Does this mean the voltage going over R3 is supplied solely by B2?
We know the Thevenin voltage is 11.2V and we know that the internal resistance is 0.8 Ohms. So, we add in the 2 Ohm load resistor and we get the current through the center resistor
11.2V / (2.8Ohms) = 4 Amps. So, 4 amps flows down the center resistor, out of the node. Working back up through the 2 Ohm load resistor, we find that the center point is 8V (4A * 2 Ohms).
If the center point is 8V and B2 is 7V then there is 1V dropped across R3 (we have to get from 8 down to 7) so the current flow is INTO the battery - it is getting charged! The current flow is out of the node.

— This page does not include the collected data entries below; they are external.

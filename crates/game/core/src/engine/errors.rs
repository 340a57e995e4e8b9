//! Errors surfaced by the round transaction.

use crate::error::{ErrorSeverity, GameError};
use crate::roster::RosterError;
use crate::state::CharacterId;

#[derive(Clone, Debug, PartialEq, Eq, thiserror::Error)]
#[cfg_attr(feature = "serde", derive(serde::Serialize, serde::Deserialize))]
pub enum EngineError {
    #[error("session belongs to {session}, stats belong to {character}")]
    CharacterMismatch {
        session: CharacterId,
        character: CharacterId,
    },

    #[error("roster failed: {0}")]
    Roster(#[from] RosterError),
}

impl GameError for EngineError {
    fn severity(&self) -> ErrorSeverity {
        match self {
            EngineError::CharacterMismatch { .. } => ErrorSeverity::Internal,
            EngineError::Roster(err) => err.severity(),
        }
    }

    fn error_code(&self) -> &'static str {
        match self {
            EngineError::CharacterMismatch { .. } => "ENGINE_CHARACTER_MISMATCH",
            EngineError::Roster(err) => err.error_code(),
        }
    }
}
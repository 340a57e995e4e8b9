//! Round processor.
//!
//! Pure combat math for one round: skill selection, targeting, damage in
//! both directions and kill settlement. Nothing here touches persistence;
//! the engine folds the [`RoundResult`] into the next session snapshot.
//!
//! # Core Functions
//!
//! - `resolve_skill`: first usable active skill in priority order
//! - `select_targets`: all living monsters or one uniform pick
//! - `strike_damage` / `counter_damage`: per-monster damage formulas
//! - `roll_kill` / `settle`: drops per kill and reward scaling

pub mod damage;
pub mod result;
pub mod rewards;
pub mod round;
pub mod skills;
pub mod targeting;

pub use damage::{Strike, counter_damage, strike_damage};
pub use result::{Hit, RoundResult, SkillCast};
pub use rewards::{Kill, Rewards};
pub use round::{RoundInput, RoundProcessor};
pub use skills::resolve_skill;
pub use targeting::{Targets, select_targets};
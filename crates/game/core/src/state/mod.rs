//! Session state and the data views a round operates on.
//!
//! [`CombatSession`] is the only persisted, mutable structure; everything else
//! here is a snapshot read from collaborators at the start of a round.
mod character;
mod common;
mod monster;
mod session;

pub use character::{AutoPotionSettings, CharacterStats, LearnedSkill, PotionKind, PotionStack};
pub use common::{CharacterId, ItemId, MapId, MonsterId, SkillId, Timestamp};
pub use monster::{MonsterInstance, MonsterSlot, MonsterSlots};
pub use session::{CombatPhase, CombatSession, SkillCooldowns, SkillUsage};

#[cfg(test)]
pub(crate) use monster::fixtures;
//! Monster instances and the fixed five-slot roster.

use crate::state::MonsterId;

/// A spawned monster living inside one roster slot.
#[derive(Clone, Debug, PartialEq, Eq)]
#[cfg_attr(feature = "serde", derive(serde::Serialize, serde::Deserialize))]
pub struct MonsterInstance {
    pub definition_id: MonsterId,
    pub name: String,
    /// Free-form family tag copied from the definition ("beast", "undead", ...).
    pub kind: String,
    pub level: u32,
    pub hp: u32,
    pub max_hp: u32,
    pub attack: u32,
    pub defense: u32,
    pub experience_reward: u32,
    /// Slot index this instance occupies, always equal to its array index.
    pub position: u8,
    /// Set on spawn; the monster cannot be damaged during its first round.
    pub is_new: bool,
}

impl MonsterInstance {
    pub fn is_alive(&self) -> bool {
        self.hp > 0
    }

    /// Applies damage and returns the amount actually removed.
    pub fn take_damage(&mut self, amount: u32) -> u32 {
        let dealt = amount.min(self.hp);
        self.hp -= dealt;
        dealt
    }
}

/// One roster position: either empty or holding a monster (alive or dead).
#[derive(Clone, Debug, PartialEq, Eq, Default)]
#[cfg_attr(feature = "serde", derive(serde::Serialize, serde::Deserialize))]
pub enum MonsterSlot {
    #[default]
    Empty,
    Occupied(MonsterInstance),
}

impl MonsterSlot {
    pub fn monster(&self) -> Option<&MonsterInstance> {
        match self {
            MonsterSlot::Empty => None,
            MonsterSlot::Occupied(monster) => Some(monster),
        }
    }

    pub fn monster_mut(&mut self) -> Option<&mut MonsterInstance> {
        match self {
            MonsterSlot::Empty => None,
            MonsterSlot::Occupied(monster) => Some(monster),
        }
    }

    pub fn living(&self) -> Option<&MonsterInstance> {
        self.monster().filter(|m| m.is_alive())
    }

    /// Empty slots and slots holding a corpse can receive a new spawn.
    pub fn is_vacant(&self) -> bool {
        self.living().is_none()
    }
}

/// Fixed-length roster. Slots are never removed, only emptied or replaced.
#[derive(Clone, Debug, PartialEq, Eq, Default)]
#[cfg_attr(feature = "serde", derive(serde::Serialize, serde::Deserialize))]
pub struct MonsterSlots([MonsterSlot; MonsterSlots::LEN]);

impl MonsterSlots {
    pub const LEN: usize = 5;

    pub fn new() -> Self {
        Self::default()
    }

    pub fn get(&self, position: usize) -> Option<&MonsterSlot> {
        self.0.get(position)
    }

    pub fn monster(&self, position: usize) -> Option<&MonsterInstance> {
        self.0.get(position).and_then(MonsterSlot::monster)
    }

    pub fn monster_mut(&mut self, position: usize) -> Option<&mut MonsterInstance> {
        self.0.get_mut(position).and_then(MonsterSlot::monster_mut)
    }

    /// Places `monster` at `position`, rewriting its position field to match.
    ///
    /// Out-of-range positions are ignored.
    pub fn place(&mut self, position: usize, mut monster: MonsterInstance) {
        if let Some(slot) = self.0.get_mut(position) {
            monster.position = position as u8;
            *slot = MonsterSlot::Occupied(monster);
        }
    }

    pub fn iter(&self) -> impl Iterator<Item = &MonsterSlot> {
        self.0.iter()
    }

    pub fn monsters(&self) -> impl Iterator<Item = &MonsterInstance> {
        self.0.iter().filter_map(MonsterSlot::monster)
    }

    pub fn monsters_mut(&mut self) -> impl Iterator<Item = &mut MonsterInstance> {
        self.0.iter_mut().filter_map(MonsterSlot::monster_mut)
    }

    pub fn living(&self) -> impl Iterator<Item = &MonsterInstance> {
        self.0.iter().filter_map(MonsterSlot::living)
    }

    pub fn living_positions(&self) -> Vec<usize> {
        self.living().map(|m| m.position as usize).collect()
    }

    pub fn vacant_positions(&self) -> Vec<usize> {
        self.0
            .iter()
            .enumerate()
            .filter(|(_, slot)| slot.is_vacant())
            .map(|(position, _)| position)
            .collect()
    }

    pub fn has_living(&self) -> bool {
        self.living().next().is_some()
    }

    pub fn living_count(&self) -> usize {
        self.living().count()
    }

    pub fn is_empty(&self) -> bool {
        self.0.iter().all(|slot| matches!(slot, MonsterSlot::Empty))
    }

    pub fn total_hp(&self) -> u64 {
        self.monsters().map(|m| m.hp as u64).sum()
    }

    pub fn total_max_hp(&self) -> u64 {
        self.monsters().map(|m| m.max_hp as u64).sum()
    }

    pub fn as_array(&self) -> &[MonsterSlot; MonsterSlots::LEN] {
        &self.0
    }
}


#[cfg(test)]
mod tests {
    use super::fixtures::monster;
    use super::*;

    #[test]
    fn place_keeps_position_in_sync() {
        let mut slots = MonsterSlots::new();
        slots.place(3, monster(0, 40));

        assert_eq!(slots.monster(3).unwrap().position, 3);
        assert!(slots.monster(0).is_none());
        assert_eq!(slots.as_array().len(), MonsterSlots::LEN);
    }

    #[test]
    fn corpses_are_vacant_but_not_empty() {
        let mut slots = MonsterSlots::new();
        slots.place(0, monster(0, 0));
        slots.place(1, monster(1, 25));

        assert_eq!(slots.vacant_positions(), vec![0, 2, 3, 4]);
        assert_eq!(slots.living_positions(), vec![1]);
        assert!(!slots.is_empty());
        assert_eq!(slots.total_hp(), 25);
    }

    #[test]
    fn take_damage_never_underflows() {
        let mut rat = monster(0, 12);
        assert_eq!(rat.take_damage(30), 12);
        assert_eq!(rat.hp, 0);
        assert!(!rat.is_alive());
    }
}
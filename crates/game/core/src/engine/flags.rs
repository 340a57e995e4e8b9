use bitflags::bitflags;

bitflags! {
    /// Notable things that happened in a resolved round.
    ///
    /// Carried on round logs and events so consumers can filter without
    /// inspecting the full result.
    #[derive(Clone, Copy, Debug, PartialEq, Eq, Hash, Default)]
    #[cfg_attr(feature = "serde", derive(serde::Serialize, serde::Deserialize))]
    pub struct RoundFlags: u16 {
        const SKILL_CAST    = 1 << 0;
        const CRIT          = 1 << 1;
        const KILL          = 1 << 2;
        const VICTORY       = 1 << 3;
        const DEFEAT        = 1 << 4;
        const NEW_ENCOUNTER = 1 << 5;
        const REFRESHED     = 1 << 6;
        const REPLENISHED   = 1 << 7;
        const POTION_USED   = 1 << 8;
        const LOOT          = 1 << 9;
    }
}
/// Tunable combat parameters.
///
/// Every field has a serde default so partial `config.toml` files load.
#[derive(Clone, Debug, PartialEq)]
#[cfg_attr(feature = "serde", derive(serde::Serialize, serde::Deserialize))]
#[cfg_attr(feature = "serde", serde(default))]
pub struct CombatConfig {
    /// Fraction of monster defense subtracted from character attack.
    pub defense_reduction: f64,
    /// Fraction of character defense subtracted from monster attack.
    pub monster_defense_reduction: f64,
    /// Per-target damage multiplier for all-target attacks.
    pub aoe_multiplier: f64,
    /// Chance to replenish vacant slots when some monsters survive.
    pub spawn_chance_percent: u32,
    /// Upper bound of monsters added by one replenish roll.
    pub max_spawn_per_round: u32,
    /// Interval after which monster stats are regenerated mid-encounter.
    pub refresh_interval_ms: u64,
    /// Share of currency lost on defeat.
    pub defeat_penalty_percent: u32,
    /// Base level is drawn within `definition.level ± level_spread`.
    pub level_spread: u32,
    /// Each spawned instance deviates from the base level by up to this much.
    pub level_jitter: u32,
    /// Stat growth per level above (or shrink below) the definition level.
    pub level_scaling_percent: u32,
    /// Roll replenishment after every round instead of only after a wipe.
    pub replenish_every_round: bool,
}

impl CombatConfig {
    pub const ROSTER_SIZE: usize = crate::state::MonsterSlots::LEN;
    pub const MAX_INITIAL_SPAWN: u32 = Self::ROSTER_SIZE as u32;

    // ===== runtime-tunable defaults =====
    pub const DEFAULT_DEFENSE_REDUCTION: f64 = 0.5;
    pub const DEFAULT_MONSTER_DEFENSE_REDUCTION: f64 = 0.3;
    pub const DEFAULT_AOE_MULTIPLIER: f64 = 0.7;
    pub const DEFAULT_SPAWN_CHANCE_PERCENT: u32 = 30;
    pub const DEFAULT_MAX_SPAWN_PER_ROUND: u32 = 2;
    pub const DEFAULT_REFRESH_INTERVAL_MS: u64 = 60_000;
    pub const DEFAULT_DEFEAT_PENALTY_PERCENT: u32 = 10;
    pub const DEFAULT_LEVEL_SPREAD: u32 = 3;
    pub const DEFAULT_LEVEL_JITTER: u32 = 1;
    pub const DEFAULT_LEVEL_SCALING_PERCENT: u32 = 10;

    pub fn new() -> Self {
        Self {
            defense_reduction: Self::DEFAULT_DEFENSE_REDUCTION,
            monster_defense_reduction: Self::DEFAULT_MONSTER_DEFENSE_REDUCTION,
            aoe_multiplier: Self::DEFAULT_AOE_MULTIPLIER,
            spawn_chance_percent: Self::DEFAULT_SPAWN_CHANCE_PERCENT,
            max_spawn_per_round: Self::DEFAULT_MAX_SPAWN_PER_ROUND,
            refresh_interval_ms: Self::DEFAULT_REFRESH_INTERVAL_MS,
            defeat_penalty_percent: Self::DEFAULT_DEFEAT_PENALTY_PERCENT,
            level_spread: Self::DEFAULT_LEVEL_SPREAD,
            level_jitter: Self::DEFAULT_LEVEL_JITTER,
            level_scaling_percent: Self::DEFAULT_LEVEL_SCALING_PERCENT,
            replenish_every_round: false,
        }
    }

    /// Currency lost on defeat, floored.
    pub fn defeat_penalty(&self, currency: u64) -> u64 {
        currency.saturating_mul(self.defeat_penalty_percent.min(100) as u64) / 100
    }
}

impl Default for CombatConfig {
    fn default() -> Self {
        Self::new()
    }
}

#[cfg(test)]
mod tests {
    use super::*;

    #[test]
    fn defeat_penalty_floors() {
        let config = CombatConfig::new();
        assert_eq!(config.defeat_penalty(1_000), 100);
        assert_eq!(config.defeat_penalty(99), 9);
        assert_eq!(config.defeat_penalty(5), 0);
    }
}
//! The round processor.
//!
//! Pure combat math for exactly one round. Every random draw goes through
//! the supplied [`RandomSource`] in a fixed order:
//!
//! 1. crit roll (always drawn)
//! 2. single-target pick (when not all-target and a target exists)
//! 3. per kill, in slot order: copper chance, copper amount, item chance, item pick

use arrayvec::ArrayVec;

use crate::combat::damage::{self, Strike};
use crate::combat::result::{Hit, RoundResult, SkillCast};
use crate::combat::rewards::{self, Kill};
use crate::combat::skills::resolve_skill;
use crate::combat::targeting::select_targets;
use crate::config::CombatConfig;
use crate::env::{CombatEnv, DifficultyMultipliers, RandomSource};
use crate::state::{CharacterStats, LearnedSkill, MonsterSlots, SkillCooldowns, SkillId, SkillUsage};

/// Everything a round reads.
#[derive(Clone, Copy, Debug)]
pub struct RoundInput<'a> {
    pub character: &'a CharacterStats,
    pub slots: &'a MonsterSlots,
    /// Number of the round being resolved (previous round + 1).
    pub round: u64,
    pub hp: u32,
    pub mana: u32,
    pub cooldowns: &'a SkillCooldowns,
    pub usage: &'a SkillUsage,
    /// Skill ids in priority order.
    pub requested: &'a [SkillId],
    pub learned: &'a [LearnedSkill],
}

pub struct RoundProcessor<'a> {
    config: &'a CombatConfig,
    env: CombatEnv<'a>,
    multipliers: DifficultyMultipliers,
}

impl<'a> RoundProcessor<'a> {
    pub fn new(config: &'a CombatConfig, env: CombatEnv<'a>, multipliers: DifficultyMultipliers) -> Self {
        Self {
            config,
            env,
            multipliers,
        }
    }

    pub fn process(&self, input: RoundInput<'_>, rng: &mut impl RandomSource) -> RoundResult {
        let character = input.character;
        let mut mana = input.mana;
        let mut cooldowns = input.cooldowns.clone();
        let mut usage = input.usage.clone();

        let cast = resolve_skill(input.requested, input.learned, mana, &cooldowns, input.round);
        let skill = cast.map(|skill| {
            mana -= skill.mana_cost;
            let ready_at = input.round + skill.cooldown as u64;
            cooldowns.insert(skill.id, ready_at);
            *usage.entry(skill.id).or_insert(0) += 1;
            SkillCast {
                id: skill.id,
                name: skill.name.clone(),
                mana_cost: skill.mana_cost,
                target: skill.target,
                ready_at,
            }
        });

        let crit = self.roll_crit(character.crit_rate, rng);
        let strike = match cast {
            Some(skill) => Strike::Skill(skill),
            None => Strike::Basic {
                crit,
                crit_damage: character.crit_damage,
            },
        };

        let mut slots = input.slots.clone();
        let targets = select_targets(&slots, strike.is_aoe(), rng);

        let mut hits = ArrayVec::<Hit, { MonsterSlots::LEN }>::new();
        for &position in &targets {
            let Some(monster) = slots.monster_mut(position) else {
                continue;
            };
            if monster.is_new || !monster.is_alive() {
                continue;
            }
            let damage = damage::strike_damage(character.attack, monster.defense, strike, self.config);
            let dealt = monster.take_damage(damage);
            hits.push(Hit {
                position: position as u8,
                damage: dealt,
                killed: !monster.is_alive(),
            });
        }
        for monster in slots.monsters_mut() {
            monster.is_new = false;
        }

        let damage_taken: u64 = slots
            .living()
            .map(|m| damage::counter_damage(m.attack, character.defense, self.config) as u64)
            .sum();
        let hp = input.hp.saturating_sub(damage_taken.min(u32::MAX as u64) as u32);

        let mut kills = ArrayVec::<Kill, { MonsterSlots::LEN }>::new();
        for hit in hits.iter().filter(|hit| hit.killed) {
            if let Some(monster) = slots.monster(hit.position as usize) {
                let drops = self.env.drops_for(monster.definition_id);
                kills.push(rewards::roll_kill(monster, &drops, rng));
            }
        }
        let rewards = rewards::settle(&kills, self.multipliers.reward);

        let has_alive_monster = slots.has_living();
        RoundResult {
            round_number: input.round,
            skills_used: skill.iter().map(|s| s.id).collect(),
            skill,
            crit,
            damage_dealt: hits.iter().map(|h| h.damage as u64).sum(),
            hits,
            damage_taken,
            slots,
            hp,
            mana,
            cooldowns,
            skill_usage: usage,
            kills,
            rewards,
            has_alive_monster,
            victory: !has_alive_monster && input.slots.has_living(),
            defeat: hp == 0,
        }
    }

    /// `percent / 100 <= crit_rate`; a zero rate never crits.
    fn roll_crit(&self, crit_rate: f64, rng: &mut impl RandomSource) -> bool {
        let roll = rng.percent() as f64 / 100.0;
        crit_rate > 0.0 && roll <= crit_rate
    }
}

Well, we know that there is 1A flowing to the right out of the center node toward the battery and we know there is 4A flowing out of the center node down through R2 so there must be 5A coming into the center node through R1. That means the drop across R1 is 20V (5A * 4Ohms) which means the center point should be 28V - 20V (=8V) and that's good because we already established that point.
The circuit balances!
The current through R1 is 5A going into the center node.
The current through R3 is -1A going into the center node (which means it is actually flowing out of the node)
The current through R2 is -4A going into the center node (again, the current is flowing out)
The sum of the currents going into and leaving the center node is zero - good thing!
This nodal analysis is the easy way to figure out how the circuit works without resorting to Thevenin.
The current going into the node from the left is (28-V1)/4
The current going into the node from the bottom is V1 / 2
The current going into the node from the right is (7-V1)/1
Realizing that the sum of the currents going into the node must equal zero, we just add them up. What we wind up with is the node voltage and from there it is easy sailing. Note that the current from the right will be negative as will the current coming up from the bottom. This is a sign convention issue. We assumed the current was flowing into the node, the minus sign just says we were wrong and the current is actually flowing out of the node.
The equation for the nodal analysis is
(28-V1)/4 + (7-V1)/1 + (0-V1)/2=0 Note how the 3rd term is convoluted to force current INTO the node.
28-V1+28-4*V1-2*V1=0 -- multiply through by 4
56-7*V1=0
V1=8V
It seems silly to assume the load current flows into the node and you will get the same answer if you assume it flows out because that current will be subtracting (V1/2) which is just what happened above!
Just be consistent in how you draw the arrows and write the matching equations. Everything will work out!